Widely used steroid Dexamethasone has become the first drug shown to be able to increase survival of coronavirus patients. According to a UK-led trial dubbed RECOVERY, results released on Tuesday show that the drug reduced death rates of seriously ill coronavirus patients by a third.
Dexamethasone, commonly used to reduce inflammation in diseases such as asthma and rheumatoid arthritis, is now being hailed as a ‘major breakthrough’ and may soon be standard care for coronavirus patients,as it is readily available and cheap.
According to researchers from UK’s Oxford university, the findings suggest that for every eight patients treated on ventilators, the drug could save one life.In the trial, around 2,000 coronavirus patients were given dexamethasone either orally or through IV and were compared with more than 4,000 who did not receive the drug. For patients on ventilators, it cut the risk of death from 40% to 28% while for patients needing oxygen, it cut the risk of death from 25% to 20%.
“This is a result that shows that if patients who have COVID-19 and are on ventilators or are on oxygen are given dexamethasone, it will save lives, and it will do so at a remarkably low cost,” said Prof Martin Landray, who is co-leading the trial.

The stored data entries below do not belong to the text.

use crate::error::StatsError;

/// Running count/mean/variance/min/max over one window, updated with Welford's
/// online algorithm and mergeable with Chan's parallel combination.
#[derive(Clone, Copy, Debug, PartialEq)]
pub struct StatsAccumulator {
    count: i64,
    mean: f64,
    sum_squared_deviation: f64,
    min: f64,
    max: f64,
}

impl Default for StatsAccumulator {
    fn default() -> Self {
        Self::new()
    }
}

impl StatsAccumulator {
    pub fn new() -> Self {
        Self {
            count: 0,
            mean: 0.0,
            sum_squared_deviation: 0.0,
            min: f64::INFINITY,
            max: f64::NEG_INFINITY,
        }
    }

    pub fn from_values<I>(values: I) -> Self
    where
        I: IntoIterator<Item = f64>,
    {
        let mut acc = Self::new();
        for value in values.into_iter().filter(|v| v.is_finite()) {
            acc.fold(value);
        }
        acc
    }

    /// Rebuilds an accumulator from persisted summary statistics. `stddev` is the
    /// population deviation, so the sum of squared deviations is `stddev² · count`.
    /// Returns `None` for summaries no sequence of finite values could produce.
    pub fn from_summary(
        count: i64,
        mean: f64,
        stddev: f64,
        min: f64,
        max: f64,
    ) -> Option<Self> {
        let finite = [mean, stddev, min, max].iter().all(|v| v.is_finite());
        if count <= 0 || !finite || stddev < 0.0 || min > max {
            return None;
        }
        Some(Self {
            count,
            mean,
            sum_squared_deviation: stddev * stddev * count as f64,
            min,
            max,
        })
    }

    pub fn accumulate(&mut self, sensor_id: &str, value: f64) -> Result<(), StatsError> {
        ensure_finite(sensor_id, value)?;
        self.fold(value);
        Ok(())
    }

    fn fold(&mut self, value: f64) {
        self.count += 1;
        let delta = value - self.mean;
        self.mean += delta / self.count as f64;
        self.sum_squared_deviation += delta * (value - self.mean);
        self.min = self.min.min(value);
        self.max = self.max.max(value);
    }

    /// Combines two accumulators into the accumulator of their concatenated inputs.
    pub fn merge(&self, other: &StatsAccumulator) -> StatsAccumulator {
        if self.count == 0 {
            return *other;
        }
        if other.count == 0 {
            return *self;
        }
        let count = self.count + other.count;
        let delta = other.mean - self.mean;
        let mean = self.mean + delta * (other.count as f64 / count as f64);
        let sum_squared_deviation = self.sum_squared_deviation
            + other.sum_squared_deviation
            + delta * delta * (self.count as f64 * other.count as f64 / count as f64);
        StatsAccumulator {
            count,
            mean,
            sum_squared_deviation,
            min: self.min.min(other.min),
            max: self.max.max(other.max),
        }
    }

    pub fn count(&self) -> i64 {
        self.count
    }

    pub fn is_empty(&self) -> bool {
        self.count == 0
    }

    pub fn mean(&self) -> f64 {
        self.mean
    }

    /// Population variance; zero for an empty accumulator.
    pub fn variance(&self) -> f64 {
        if self.count == 0 {
            return 0.0;
        }
        (self.sum_squared_deviation / self.count as f64).max(0.0)
    }

    pub fn stddev(&self) -> f64 {
        self.variance().sqrt()
    }

    pub fn min(&self) -> f64 {
        self.min
    }

    pub fn max(&self) -> f64 {
        self.max
    }
}

pub(crate) fn ensure_finite(sensor_id: &str, value: f64) -> Result<(), StatsError> {
    if value.is_finite() {
        Ok(())
    } else {
        Err(StatsError::NonFiniteValue {
            sensor_id: sensor_id.to_string(),
            value,
        })
    }
}
mod accumulator;
mod bucket;
mod engine;
mod records;
mod window;

#[cfg(test)]
mod tests;

pub use accumulator::StatsAccumulator;
pub use bucket::{
    BucketKey, BucketStrategy, CalendarTime, DayOfWeekBuckets, HourOfDayBuckets,
    HourOfWeekBuckets,
};
pub use engine::{ClosedWindow, IngestOutcome, WindowedAggregator};
pub use records::{
    ColumnDef, ColumnKind, ColumnValue, DayOfWeekRecord, DayOfWeekRecords, HourOfDayRecord,
    HourOfDayRecords, HourOfWeekRecord, HourOfWeekRecords, OutputRecord, RecordFactory,
    RecordType, StatsSummary,
};
pub use window::{WindowBounds, WindowSpec};
use super::accumulator::{ensure_finite, StatsAccumulator};
use super::bucket::{BucketKey, BucketStrategy};
use super::records::OutputRecord;
use super::window::{WindowBounds, WindowSpec};
use crate::error::StatsError;
use crate::measurement::RawMeasurement;
use std::collections::BTreeMap;

/// A window that will receive no further measurements.
#[derive(Clone, Debug)]
pub struct ClosedWindow {
    pub key: BucketKey,
    pub bounds: WindowBounds,
    pub stats: StatsAccumulator,
}

impl ClosedWindow {
    /// Window state carried by a previously written record.
    pub fn from_record(record: &OutputRecord) -> Result<Self, StatsError> {
        Ok(Self {
            key: record.bucket_key(),
            bounds: record.bounds(),
            stats: record.stats().to_accumulator(record.record_type())?,
        })
    }
}

#[derive(Debug, Default)]
pub struct IngestOutcome {
    /// Open window instances the measurement was folded into.
    pub updated: usize,
    /// Instances the measurement belonged to that had already closed.
    pub late: usize,
    pub closed: Vec<ClosedWindow>,
}

impl IngestOutcome {
    pub fn dropped_late(&self) -> bool {
        self.updated == 0 && self.late > 0
    }
}

/// Regroups measurements by bucket key and folds them into per-window accumulators.
///
/// Closing is driven by stream time: the watermark is the largest timestamp seen so far
/// minus `grace_ms`, and an instance `[start, end)` closes once `end <= watermark`.
/// Measurements for closed instances are rejected and reported as late.
#[derive(Debug)]
pub struct WindowedAggregator<S> {
    strategy: S,
    spec: WindowSpec,
    grace_ms: i64,
    stream_time_ms: Option<i64>,
    // Ordered by window end so closing pops from the front.
    open: BTreeMap<(i64, BucketKey), StatsAccumulator>,
}

impl<S: BucketStrategy> WindowedAggregator<S> {
    pub fn new(strategy: S, spec: WindowSpec, grace_ms: i64) -> Self {
        Self {
            strategy,
            spec,
            grace_ms: grace_ms.max(0),
            stream_time_ms: None,
            open: BTreeMap::new(),
        }
    }

    pub fn strategy(&self) -> &S {
        &self.strategy
    }

    pub fn spec(&self) -> WindowSpec {
        self.spec
    }

    pub fn open_windows(&self) -> usize {
        self.open.len()
    }

    pub fn watermark_ms(&self) -> Option<i64> {
        self.stream_time_ms
            .map(|observed| observed.saturating_sub(self.grace_ms))
    }

    pub fn ingest(&mut self, measurement: &RawMeasurement) -> Result<IngestOutcome, StatsError> {
        ensure_finite(&measurement.sensor_id, measurement.value_watts)?;
        let key = self
            .strategy
            .derive_key(&measurement.sensor_id, measurement.timestamp_ms)?;

        let observed = self
            .stream_time_ms
            .map_or(measurement.timestamp_ms, |prev| prev.max(measurement.timestamp_ms));
        self.stream_time_ms = Some(observed);
        let watermark = observed.saturating_sub(self.grace_ms);

        let mut outcome = IngestOutcome::default();
        for bounds in self.spec.windows_for(measurement.timestamp_ms) {
            if bounds.end_ms <= watermark {
                outcome.late += 1;
                continue;
            }
            self.open
                .entry((bounds.end_ms, key.clone()))
                .or_default()
                .accumulate(&measurement.sensor_id, measurement.value_watts)?;
            outcome.updated += 1;
        }

        outcome.closed = self.close_until(watermark);
        Ok(outcome)
    }

    /// Seeds an open window with statistics written by an earlier run, merging them
    /// into anything already accumulated for the same instance. Windows that are not on
    /// this grid, or that the watermark has already closed, are refused.
    pub fn restore(&mut self, window: ClosedWindow) -> bool {
        let on_grid = window.bounds == self.bounds_ending_at(window.bounds.end_ms)
            && window.bounds.start_ms.rem_euclid(self.spec.advance_ms()) == 0;
        let closed = self
            .watermark_ms()
            .is_some_and(|watermark| window.bounds.end_ms <= watermark);
        if !on_grid || closed || window.stats.is_empty() {
            return false;
        }
        let entry = self
            .open
            .entry((window.bounds.end_ms, window.key))
            .or_default();
        *entry = entry.merge(&window.stats);
        true
    }

    /// Read-only view of every open window, for interim emission.
    pub fn snapshot(&self) -> Vec<ClosedWindow> {
        self.open
            .iter()
            .map(|((end_ms, key), stats)| ClosedWindow {
                key: key.clone(),
                bounds: self.bounds_ending_at(*end_ms),
                stats: *stats,
            })
            .collect()
    }

    /// Closes every open window regardless of the watermark. Used on shutdown.
    pub fn drain(&mut self) -> Vec<ClosedWindow> {
        let open = std::mem::take(&mut self.open);
        open.into_iter()
            .map(|((end_ms, key), stats)| ClosedWindow {
                key,
                bounds: self.bounds_ending_at(end_ms),
                stats,
            })
            .collect()
    }

    fn close_until(&mut self, watermark: i64) -> Vec<ClosedWindow> {
        let mut closed = Vec::new();
        while let Some(entry) = self.open.first_entry() {
            let end_ms = entry.key().0;
            if end_ms > watermark {
                break;
            }
            let ((_, key), stats) = entry.remove_entry();
            closed.push(ClosedWindow {
                key,
                bounds: self.bounds_ending_at(end_ms),
                stats,
            });
        }
        closed
    }

    fn bounds_ending_at(&self, end_ms: i64) -> WindowBounds {
        WindowBounds {
            start_ms: end_ms.saturating_sub(self.spec.size_ms()),
            end_ms,
        }
    }
}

Due to its ‘life-saving’ properties, the Oxford University team recommends that dexamethasone be adopted as a treatment to covid-19.However, despite its low cost, Prof. Landray cautions against over the counter self-prescription.
Additionally, Dexamethasone appears to not have an impact on mild cases of COVID-19.
The RECOVERY trial begun in March as a clinical trial to investigate a range of potential treatments for COVID-19 and is the same trial that established that hydroquinone, used to treat malaria, was ineffective against coronavirus.
Nonetheless, the results of the trial are a cause for celebration in the quest for a vaccine for the novel coronavirus . According to the World Health Organization, the vaccine might be ready in 12-18 months.
There are currently no approved treatments or vaccines for COVID-19, caused by the novel coronavirus whose global death toll stands at 431,000.